OK, soooooo, being as outdoorsy as I am, i used to smoke. It all started when I was 18. I was driving back home from a nearby residential town with my best friend. She smoked every once in awhile, she was 19 so she could buy them (19 is the legal age up here). She handed me one while we cruised on the highway and lit it in between my lips as i focused on the road. I inhaled the cool menthol smoke and felt a euphoric high come over me. I almost ran off the road, it had affected me so much. I immediately loved it. At the time i was working with a wild land firefighting/special projects group, just about everyone chewed tobacco. My boyfriend was working a wildland firefighting job as well in, a city about four hours away. We both worked on location, and rarely got two consistent R&R (resting days) days. We would drive two hours each and meet in the middle of the highway and camp on the side of the road, and then have to leave early the next day to go back to work. It was rough, and i missed him often, i used the occasional cig to calm me down. At this point i rarely smoked, i still relied on my best friend to purchase them for me and it was inconsistent.

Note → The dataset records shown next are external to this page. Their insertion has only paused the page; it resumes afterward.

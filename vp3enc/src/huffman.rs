use crate::bitwriter::BitWriter;
use crate::huffman_tables::{AC_BITS, AC_CODES, DC_BITS, DC_CODES};
use crate::tokenize::Token;

const TABLES: usize = 16;

/// Chosen table per plane group: index 0 is luma, 1 chroma.
#[derive(Debug, Clone, Copy, PartialEq, Eq, Default)]
pub struct TableChoice {
    pub dc: [u8; 2],
    pub ac: [u8; 2],
}

fn codeword(token: &Token, table: usize) -> (u16, u8) {
    let sym = token.symbol as usize;
    if token.band == 0 {
        (DC_CODES[table][sym], DC_BITS[table][sym])
    } else {
        let band = token.band as usize - 1;
        (AC_CODES[band][table][sym], AC_BITS[band][table][sym])
    }
}

/// First table with the smallest cost.
fn cheapest(costs: &[u64; TABLES]) -> u8 {
    let mut best = 0;
    for (i, &c) in costs.iter().enumerate() {
        if c < costs[best] {
            best = i;
        }
    }
    best as u8
}

/// Picks, for each of the DC and AC groups and each plane group, the table
/// that codes this frame's tokens in the fewest bits.
pub fn choose_tables(tokens: &[Token]) -> TableChoice {
    let mut dc = [[0u64; TABLES]; 2];
    let mut ac = [[0u64; TABLES]; 2];
    for token in tokens {
        let group = usize::from(token.chroma);
        let costs = if token.band == 0 { &mut dc[group] } else { &mut ac[group] };
        for (table, cost) in costs.iter_mut().enumerate() {
            *cost += u64::from(codeword(token, table).1);
        }
    }
    TableChoice {
        dc: [cheapest(&dc[0]), cheapest(&dc[1])],
        ac: [cheapest(&ac[0]), cheapest(&ac[1])],
    }
}

fn write_group(w: &mut BitWriter, tokens: &[Token], tables: [u8; 2]) {
    w.write_bits(u32::from(tables[0]), 4);
    w.write_bits(u32::from(tables[1]), 4);
    for token in tokens {
        let (code, len) = codeword(token, tables[usize::from(token.chroma)] as usize);
        w.write_bits(u32::from(code), len);
        if token.extra_bits > 0 {
            w.write_bits(u32::from(token.extra), token.extra_bits);
        }
    }
}

/// Writes the DC table selectors, the DC tokens, the AC table selectors and
/// the AC tokens.
pub fn write_tokens(w: &mut BitWriter, tokens: &[Token], choice: &TableChoice) {
    let split = tokens.partition_point(|t| t.band == 0);
    debug_assert!(tokens[split..].iter().all(|t| t.band != 0));
    write_group(w, &tokens[..split], choice.dc);
    write_group(w, &tokens[split..], choice.ac);
}
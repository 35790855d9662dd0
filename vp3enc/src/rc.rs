use std::ops::RangeInclusive;

use crate::packet::FrameType;
use crate::quant::Q_TABLE_SIZE;

/// Estimated bytes per coded block of an inter frame at each quantizer
/// index, before correction.
const INTER_BPB: [f64; Q_TABLE_SIZE] = [
    0.300, 0.332, 0.371, 0.399, 0.433, 0.472, 0.512, 0.548,
    0.591, 0.641, 0.684, 0.734, 0.771, 0.792, 0.836, 0.886,
    0.942, 0.972, 1.041, 1.079, 1.120, 1.212, 1.264, 1.298,
    1.384, 1.439, 1.483, 1.546, 1.615, 1.671, 1.819, 1.842,
    1.942, 1.996, 2.115, 2.249, 2.361, 2.401, 2.576, 2.674,
    2.726, 2.955, 3.019, 3.086, 3.305, 3.470, 3.559, 3.752,
    3.968, 4.086, 4.344, 4.486, 4.638, 5.165, 5.370, 5.832,
    6.096, 6.704, 7.057, 7.451, 8.392, 9.614, 10.373, 12.335,
];

const KEY_BPB: [f64; Q_TABLE_SIZE] = [
    1.600, 1.750, 1.934, 2.067, 2.221, 2.402, 2.580, 2.745,
    2.934, 3.154, 3.345, 3.562, 3.725, 3.813, 4.003, 4.214,
    4.452, 4.582, 4.869, 5.028, 5.198, 5.580, 5.795, 5.933,
    6.284, 6.506, 6.684, 6.938, 7.215, 7.439, 8.025, 8.117,
    8.510, 8.722, 9.183, 9.701, 10.133, 10.287, 10.956, 11.327,
    11.523, 12.388, 12.627, 12.876, 13.693, 14.303, 14.631, 15.339,
    16.125, 16.553, 17.486, 17.997, 18.542, 20.417, 21.138, 22.761,
    23.679, 25.781, 26.994, 28.338, 31.519, 35.595, 38.101, 44.488,
];

pub const KEY_Q_RANGE: RangeInclusive<u8> = 20..=50;

/// Error bound the table walk starts from.
const INITIAL_ERROR: f64 = 10000.0;

const MIN_CORRECTION: f64 = 0.3;
const MAX_CORRECTION: f64 = 3.0;
const CORRECTION_ALPHA: f64 = 0.2;

fn bpb_table(frame_type: FrameType) -> &'static [f64; Q_TABLE_SIZE] {
    match frame_type {
        FrameType::Key => &KEY_BPB,
        FrameType::Inter => &INTER_BPB,
    }
}

pub fn bytes_per_block(frame_type: FrameType, q_index: u8, correction: f64) -> f64 {
    bpb_table(frame_type)[q_index as usize] * correction
}

/// Picks the quantizer whose corrected estimate is closest to the per-block
/// target, walking from the coarsest index.
pub fn select_q_index(
    target_bytes: u32,
    coded_blocks: usize,
    frame_type: FrameType,
    correction: f64,
    max_q_index: u8,
) -> u8 {
    let table = bpb_table(frame_type);
    let target = f64::from(target_bytes) / coded_blocks.max(1) as f64;
    let mut last_error = INITIAL_ERROR;
    let mut q = Q_TABLE_SIZE - 1;
    for (i, &bpb) in table.iter().enumerate() {
        let estimate = bpb * correction;
        if estimate > target {
            let error = estimate - target;
            q = if error <= last_error || i == 0 { i } else { i - 1 };
            break;
        }
        last_error = target - estimate;
    }
    let mut q = q as u8;
    if frame_type == FrameType::Key {
        q = q.clamp(*KEY_Q_RANGE.start(), *KEY_Q_RANGE.end());
    }
    q.min(max_q_index)
}

#[derive(Debug, Clone, Copy, PartialEq)]
pub struct Correction(f64);

impl Default for Correction {
    fn default() -> Self {
        Self(1.0)
    }
}

impl Correction {
    pub fn factor(&self) -> f64 {
        self.0
    }

    pub fn update(&mut self, frame_type: FrameType, q_index: u8, coded_blocks: usize, actual_bytes: usize) {
        if coded_blocks == 0 {
            return;
        }
        let predicted = bpb_table(frame_type)[q_index as usize] * coded_blocks as f64;
        let observed = actual_bytes as f64 / predicted;
        let next = CORRECTION_ALPHA * observed + (1.0 - CORRECTION_ALPHA) * self.0;
        self.0 = next.clamp(MIN_CORRECTION, MAX_CORRECTION);
    }
}

/// Buffer model turning a target bitrate into per-frame byte budgets.
pub struct RateControl {
    target_bitrate: u64,
    buffer_size: f64,
    buffer_fullness: f64,
    target_bits_per_frame: f64,
    avg_frame_bits: f64,
    avg_q_index: f64,
    frames_encoded: u64,
    keyint: usize,
    keyframe_boost: f64,
}

impl RateControl {
    pub fn new(target_bitrate: u64, fps: f64, keyint: usize) -> Self {
        let target_bits_per_frame = target_bitrate as f64 / fps;
        let buffer_size = target_bitrate as f64;

        Self {
            target_bitrate,
            buffer_size,
            buffer_fullness: buffer_size / 2.0,
            target_bits_per_frame,
            avg_frame_bits: target_bits_per_frame,
            avg_q_index: 32.0,
            frames_encoded: 0,
            keyint,
            keyframe_boost: 4.0,
        }
    }

    fn target_bits_for_frame(&self, is_keyframe: bool) -> f64 {
        let base = self.target_bits_per_frame;
        if is_keyframe {
            let boosted = base * self.keyframe_boost;
            boosted.min(self.buffer_size * 0.5)
        } else {
            let overspend = base * (self.keyframe_boost - 1.0);
            let reduction = overspend / (self.keyint as f64 - 1.0).max(1.0);
            (base - reduction).max(base * 0.3)
        }
    }

    /// Byte budget for the next frame, reduced while the buffer is above
    /// half full and raised below it.
    pub fn target_bytes(&self, frame_type: FrameType) -> u32 {
        let bits = self.target_bits_for_frame(frame_type == FrameType::Key);
        let buffer_target = self.buffer_size / 2.0;
        let buffer_error = ((self.buffer_fullness - buffer_target) / buffer_target).clamp(-1.0, 1.0);
        let adjusted = bits * (1.0 - 0.5 * buffer_error);
        (adjusted / 8.0).max(1.0) as u32
    }

    pub fn update(&mut self, actual_bits: u64, q_index: u8) {
        self.buffer_fullness += actual_bits as f64;
        self.buffer_fullness -= self.target_bits_per_frame;
        self.buffer_fullness = self.buffer_fullness.clamp(0.0, self.buffer_size);

        let alpha = 0.2;
        self.avg_frame_bits = alpha * actual_bits as f64 + (1.0 - alpha) * self.avg_frame_bits;
        self.avg_q_index = alpha * f64::from(q_index) + (1.0 - alpha) * self.avg_q_index;

        self.frames_encoded += 1;
    }

    pub fn stats(&self) -> RateControlStats {
        RateControlStats {
            target_bitrate: self.target_bitrate,
            frames_encoded: self.frames_encoded,
            buffer_fullness_pct: (self.buffer_fullness / self.buffer_size * 100.0) as u32,
            avg_frame_bits: self.avg_frame_bits.round() as u64,
            avg_q_index: self.avg_q_index.round() as u8,
        }
    }
}

#[derive(Debug, Clone, PartialEq, Eq)]
pub struct RateControlStats {
    pub target_bitrate: u64,
    pub frames_encoded: u64,
    pub buffer_fullness_pct: u32,
    pub avg_frame_bits: u64,
    pub avg_q_index: u8,
}

#[cfg(test)]
mod tests {
    use super::*;

    #[test]
    fn tables_grow_towards_fine_quantizers() {
        assert!(INTER_BPB.windows(2).all(|w| w[0] < w[1]));
        assert!(KEY_BPB.windows(2).all(|w| w[0] < w[1]));
    }

    #[test]
    fn block_estimate_applies_correction() {
        assert_eq!(bytes_per_block(FrameType::Inter, 0, 1.0), 0.300);
        assert_eq!(bytes_per_block(FrameType::Key, 63, 2.0), 88.976);
    }

    #[test]
    fn tiny_budget_clamps_to_coarsest() {
        assert_eq!(select_q_index(1, 1000, FrameType::Inter, 1.0, 63), 0);
    }

    #[test]
    fn huge_budget_clamps_to_finest() {
        assert_eq!(select_q_index(1_000_000, 10, FrameType::Inter, 1.0, 63), 63);
    }

    #[test]
    fn picks_closer_neighbour() {
        // 1.05 bytes per block lies between 1.041 (18) and 1.079 (19).
        assert_eq!(select_q_index(1050, 1000, FrameType::Inter, 1.0, 63), 18);
        // 1.07 is closer to 19.
        assert_eq!(select_q_index(1070, 1000, FrameType::Inter, 1.0, 63), 19);
    }

    #[test]
    fn correction_scales_estimates() {
        let plain = select_q_index(2000, 1000, FrameType::Inter, 1.0, 63);
        let corrected = select_q_index(2000, 1000, FrameType::Inter, 2.0, 63);
        assert!(corrected < plain);
    }

    #[test]
    fn key_frames_stay_in_range() {
        assert_eq!(select_q_index(1, 1000, FrameType::Key, 1.0, 63), 20);
        assert_eq!(select_q_index(10_000_000, 1000, FrameType::Key, 1.0, 63), 50);
    }

    #[test]
    fn max_index_caps_every_frame() {
        assert_eq!(select_q_index(1_000_000, 10, FrameType::Inter, 1.0, 40), 40);
        assert_eq!(select_q_index(10_000_000, 1000, FrameType::Key, 1.0, 30), 30);
    }

    #[test]
    fn empty_frame_does_not_divide_by_zero() {
        assert_eq!(select_q_index(100, 0, FrameType::Inter, 1.0, 63), 63);
    }

    #[test]
    fn correction_tracks_overshoot() {
        let mut c = Correction::default();
        for _ in 0..20 {
            c.update(FrameType::Inter, 24, 1000, 2768);
        }
        // Actual sizes are twice the estimate of 1.384 bytes per block.
        assert!((c.factor() - 2.0).abs() < 0.05);
        for _ in 0..100 {
            c.update(FrameType::Inter, 24, 1000, 100_000);
        }
        assert_eq!(c.factor(), MAX_CORRECTION);
        for _ in 0..100 {
            c.update(FrameType::Key, 24, 1000, 0);
        }
        assert_eq!(c.factor(), MIN_CORRECTION);
    }

    #[test]
    fn budget_shrinks_when_over_target() {
        let mut rc = RateControl::new(500_000, 25.0, 25);
        let before = rc.target_bytes(FrameType::Inter);
        for _ in 0..5 {
            rc.update(60_000, 30);
        }
        assert!(rc.target_bytes(FrameType::Inter) < before);
    }

    #[test]
    fn budget_grows_when_under_target() {
        let mut rc = RateControl::new(500_000, 25.0, 25);
        let before = rc.target_bytes(FrameType::Inter);
        for _ in 0..5 {
            rc.update(100, 30);
        }
        assert!(rc.target_bytes(FrameType::Inter) > before);
    }

    #[test]
    fn key_frames_get_larger_budgets() {
        let rc = RateControl::new(500_000, 25.0, 25);
        assert!(rc.target_bytes(FrameType::Key) > rc.target_bytes(FrameType::Inter));
    }

    #[test]
    fn buffer_stays_in_range() {
        let mut rc = RateControl::new(500_000, 25.0, 25);
        for i in 0..100 {
            let bits = if i % 25 == 0 { 80_000 } else { 15_000 };
            rc.update(bits, 30);
            let stats = rc.stats();
            assert!(stats.buffer_fullness_pct <= 100);
        }
        assert_eq!(rc.stats().frames_encoded, 100);
    }
}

Fast forward a three years later, I first attempted to quit. Niko (the boyfriend) had been pressuring me constantly to quit. So i finally gave it a try.I tried with the patch, it was awful. When i first placed it on i felt sweaty and anxious. Then it would wear off in a couple hours and i would be left craving a cig. more than i had before i put it on. The patch last about 2.5 weeks. Then it was back to smoking.
After a few more months i decided to try again, this time with my other best friend, Allan. She had been smoking since she was around 13. So we decided to try cold turkey. That lasted two days.
The next attempt was a year later, i used the gum. Nicorette, was the best one thus far, i made it three weeks (while i was still craving the entire time) and then i had a bad day and it was all over. I gave in to temptation.
Now here we are my final attempt. THE FINAL PROBLEM (as Sherlock might say...) I am still with Niko... he had been pressuring me for years, and finally stopped. I have always told him i would quit for good once i was ready. Once the stars aligned, i joked.SIDE STORY*** Two years ago i had accompanied him to his brothers wedding. As i walked outside to smoke, or leave the group to smoke, i knew what they were thinking. His cousin in particular voiced her opinion about me while i was not present. This gossip i felt was unnecessary, why should someone be judged by their actions that did not affect them. I did not judge them for drinking soda or eating microwaved cheese, or any unhealthy choice they had each made. Why was my unhealthy choice on the table? His brothers though were perfect gentleman, and i beleive they would have stood up for me. SO DO NOT JUDGE SOMEONE FOR SMOKING...Anyways...i am getting off track here.****
So after the depression faze which i spoke about earlier on this blog, Niko broked his ankle and his whole attitude changed. He became the perfect boyfriend that he is today. I noticed there wasnt anything to smoke for (my reason for smoking was stress) and i realized smoking was the only stressful thing in my life. I was stressed to sneak out during breaks, or wanting to smoke during a movie, or smoking while i drank a beer. So i researched everything. I read something about smoking aids every day for just about two months. I could not beleive it took me that long to find this book:
This book was my last method....I didnt think it could work. I read reviews for it on Amazon, Barnes and Nobles, on its online website. I saw a huge positive feedback. So i spent the few dollars it cost for my Nook, and read it in four days. I spaced it out slightly so i didnt just drone read.
The day i finished the book, i smoked my last cigarette. The initial two days i felt sweaty and i moved constantly around rolling over and over again trying to sleep, but it felt good i knew i was detoxing.
Today it has been 4 months, and i have not craved a cigarette since then. This is your best investment if you are a smoker. Its cheap, and if it doesnt work for you then it cost the same as a pack of cigs. Invest in it.
For all of you non-smokers do not judge smokers, its not your job to judge, you will make them feel worse that way and they will help themselves to another dose of "anti-stress smoke". If your loved one is a smoker encourage them to read this...do not pressure them too. Like i mentioned, Niko finally quit pressuring me and that is when i finally quit for good!